Just as everyone in this war is a combatant, so are they all victims. The hatred they've summoned from desperation is slowly killing them. Demons roam the streets, birthed from the fog, and they stoke the flames of war wherever they go. When they find someone lacking in will to fight, they strike, clawing, biting, whispering, until their target, unsure even why they are filled with such fear, blaming anything but the true cause of their pain, lashes out at the world like a trapped animal while their tormenters laugh. Without these incitements, it is feasible the war would one day end. Unfortunately peace cannot be achieved so simply. Even these demons have their masters. But who are the generals? They are nowhere to be seen, sequestered in their gleaming towers and estates far from danger, and it is from these places that the smoke of hatred emits most thickly, where the decisions is made again and again: More, more more, anything for the briefest taste of victory.
But you are a strong one. You have a mission. The battlefield is another obstacle, and once you are past the violence of the city, you will put it away from your mind. The next step towards finding what you seek will be the train, which will take you away from the city and into the freedom of the wilds. But even this space between has its secrets. It is a land of crossing, of equal parts hope and resignation. Look into the faces of your fellow passengers, and you will see dreams, or nightmares, come to life in their eyes. In another life you would look past these people, uninterested in stories not your own. Now you will tremble watching them. How hard it will be not to approach that old man in the corner, lost in a tattered book, and tell him not to worry, that his grandson will find help when he needs it. When you look at the schoolchildren across from you, eager for the trip ahead, you may weep from the paths you see before them, the twisting lines of pain and rage and joy. As the train goes on, the passengers will depart one by one, taking their lives with them, unaware of the treasures they have left with you, until the last stop is reached and you are alone. Here you can take your leave, to enter the wilderness.

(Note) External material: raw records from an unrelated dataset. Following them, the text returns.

//! Test-signal generation.
//!
//! Produces deterministic sinusoid material for listening tests and for the
//! `generate-test` CLI subcommand. Each quad channel gets its own frequency
//! so a decoded file makes the channel mapping audible.

use std::f64::consts::PI;

use crate::core::types::{AudioFrame, Sample};

/// Default generator amplitude, leaving headroom below full scale.
const DEFAULT_AMPLITUDE: f64 = 0.5;

/// Per-channel test frequencies in Hz, frame order (LF, RF, LB, RB).
const QUAD_TEST_FREQS: [f64; 4] = [440.0, 880.0, 330.0, 660.0];

/// Generates a sine wave.
pub fn sine(freq_hz: f64, amplitude: f64, sample_rate: u32, num_samples: usize) -> Vec<Sample> {
    (0..num_samples)
        .map(|i| amplitude * (2.0 * PI * freq_hz * i as f64 / sample_rate as f64).sin())
        .collect()
}

/// Generates a logarithmic frequency sweep.
pub fn log_sweep(
    start_hz: f64,
    end_hz: f64,
    amplitude: f64,
    sample_rate: u32,
    num_samples: usize,
) -> Vec<Sample> {
    if num_samples == 0 || start_hz <= 0.0 || end_hz <= 0.0 {
        return vec![0.0; num_samples];
    }
    let duration = num_samples as f64 / sample_rate as f64;
    let k = (end_hz / start_hz).ln() / duration;
    if k.abs() < 1e-12 {
        return sine(start_hz, amplitude, sample_rate, num_samples);
    }
    (0..num_samples)
        .map(|i| {
            let t = i as f64 / sample_rate as f64;
            // Phase is the integral of the instantaneous frequency.
            let phase = 2.0 * PI * start_hz * ((k * t).exp() - 1.0) / k;
            amplitude * phase.sin()
        })
        .collect()
}

/// Builds a 4-channel test frame with one distinct sinusoid per channel.
pub fn quad_test_frame(sample_rate: u32, seconds: f64) -> AudioFrame {
    let n = (sample_rate as f64 * seconds) as usize;
    let channels = QUAD_TEST_FREQS
        .iter()
        .map(|&f| sine(f, DEFAULT_AMPLITUDE, sample_rate, n))
        .collect();
    AudioFrame {
        sample_rate,
        channels,
        num_samples: n,
    }
}

/// Builds a stereo test frame (440 Hz left, 880 Hz right).
pub fn stereo_test_frame(sample_rate: u32, seconds: f64) -> AudioFrame {
    let n = (sample_rate as f64 * seconds) as usize;
    AudioFrame {
        sample_rate,
        channels: vec![
            sine(QUAD_TEST_FREQS[0], DEFAULT_AMPLITUDE, sample_rate, n),
            sine(QUAD_TEST_FREQS[1], DEFAULT_AMPLITUDE, sample_rate, n),
        ],
        num_samples: n,
    }
}
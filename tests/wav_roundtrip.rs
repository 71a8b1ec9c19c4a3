//! WAV writer/reader round trips at the codec's I/O boundary.

mod common;

use common::sine_hz;
use sqcodec::io::wav::{read_wav, write_wav_float32, write_wav_pcm16};
use sqcodec::AudioFrame;

/// PCM16 stereo round trip with literal samples covering zero, mid-scale,
/// and both full-scale extremes.
#[test]
fn test_stereo_pcm16_round_trip() {
    let left = vec![0.0, 0.5, -0.5, 1.0, -1.0, 0.25, -0.25];
    let right = vec![0.1, -0.1, 0.9, -0.9, 0.0, 0.75, -0.75];
    let frame = AudioFrame::from_channels(44100, vec![left.clone(), right.clone()]).unwrap();

    let bytes = write_wav_pcm16(&frame).unwrap();
    let decoded = read_wav(&bytes, 2).unwrap();

    assert_eq!(decoded.sample_rate, 44100);
    assert_eq!(decoded.num_channels(), 2);
    assert_eq!(decoded.num_samples, 7);

    let tol = 2.0 / 32767.0;
    for i in 0..7 {
        assert!(
            (decoded.channel(0)[i] - left[i]).abs() <= tol,
            "left[{}]: {} vs {}",
            i,
            decoded.channel(0)[i],
            left[i]
        );
        assert!(
            (decoded.channel(1)[i] - right[i]).abs() <= tol,
            "right[{}]: {} vs {}",
            i,
            decoded.channel(1)[i],
            right[i]
        );
    }
}

/// Quad float32 round trip preserves samples to single precision.
#[test]
fn test_quad_float32_round_trip() {
    let n = 1024;
    let channels: Vec<Vec<f64>> = [440.0, 880.0, 330.0, 660.0]
        .iter()
        .map(|&f| sine_hz(f, 0.6, 44100, n))
        .collect();
    let frame = AudioFrame::from_channels(44100, channels.clone()).unwrap();

    let bytes = write_wav_float32(&frame).unwrap();
    let decoded = read_wav(&bytes, 4).unwrap();

    assert_eq!(decoded.num_channels(), 4);
    assert_eq!(decoded.num_samples, n);
    for ch in 0..4 {
        for i in 0..n {
            assert!(
                (decoded.channel(ch)[i] - channels[ch][i]).abs() < 1e-6,
                "ch {} sample {}",
                ch,
                i
            );
        }
    }
}

/// Non-finite and out-of-range samples are sanitized on write.
#[test]
fn test_writer_sanitizes_bad_samples() {
    let frame = AudioFrame::from_channels(
        44100,
        vec![
            vec![f64::NAN, f64::INFINITY, f64::NEG_INFINITY, 2.5],
            vec![-2.5, 0.0, 1.0, -1.0],
        ],
    )
    .unwrap();

    let pcm = read_wav(&write_wav_pcm16(&frame).unwrap(), 2).unwrap();
    assert_eq!(pcm.channel(0)[0], 0.0);
    assert_eq!(pcm.channel(0)[1], 0.0);
    assert_eq!(pcm.channel(0)[2], 0.0);
    assert!((pcm.channel(0)[3] - 32767.0 / 32768.0).abs() < 1e-9); // saturated
    assert_eq!(pcm.channel(1)[0], -1.0); // saturated to -32768

    let float = read_wav(&write_wav_float32(&frame).unwrap(), 2).unwrap();
    assert_eq!(float.channel(0)[0], 0.0);
    assert_eq!(float.channel(0)[3], 1.0); // clamped
    assert_eq!(float.channel(1)[0], -1.0); // clamped
}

Here, too, there is war, but of a different kind. There is no power or triumph to be gained through victory here, only another few moments of survival, and the only fuel is need - to eat, to mate, to sleep peacefully for another night. You will appreciate this war, and feel a kinship with the creatures who fight merely to become strong, who adopt any niche to survive. They, not knowing you, will watch silently, carefully, from beyond your sight. Their trust is earned with respect. Though you will not see them, they are all around, passing whispers amongst the trees of this new arrival, which you may mistake for the rustling wind. When night falls, and you are still lost, and must find a place to rest your head, listen to the noises of the woods as you fall asleep. It is on that boundary between waking and dream that you may first glance their meaning.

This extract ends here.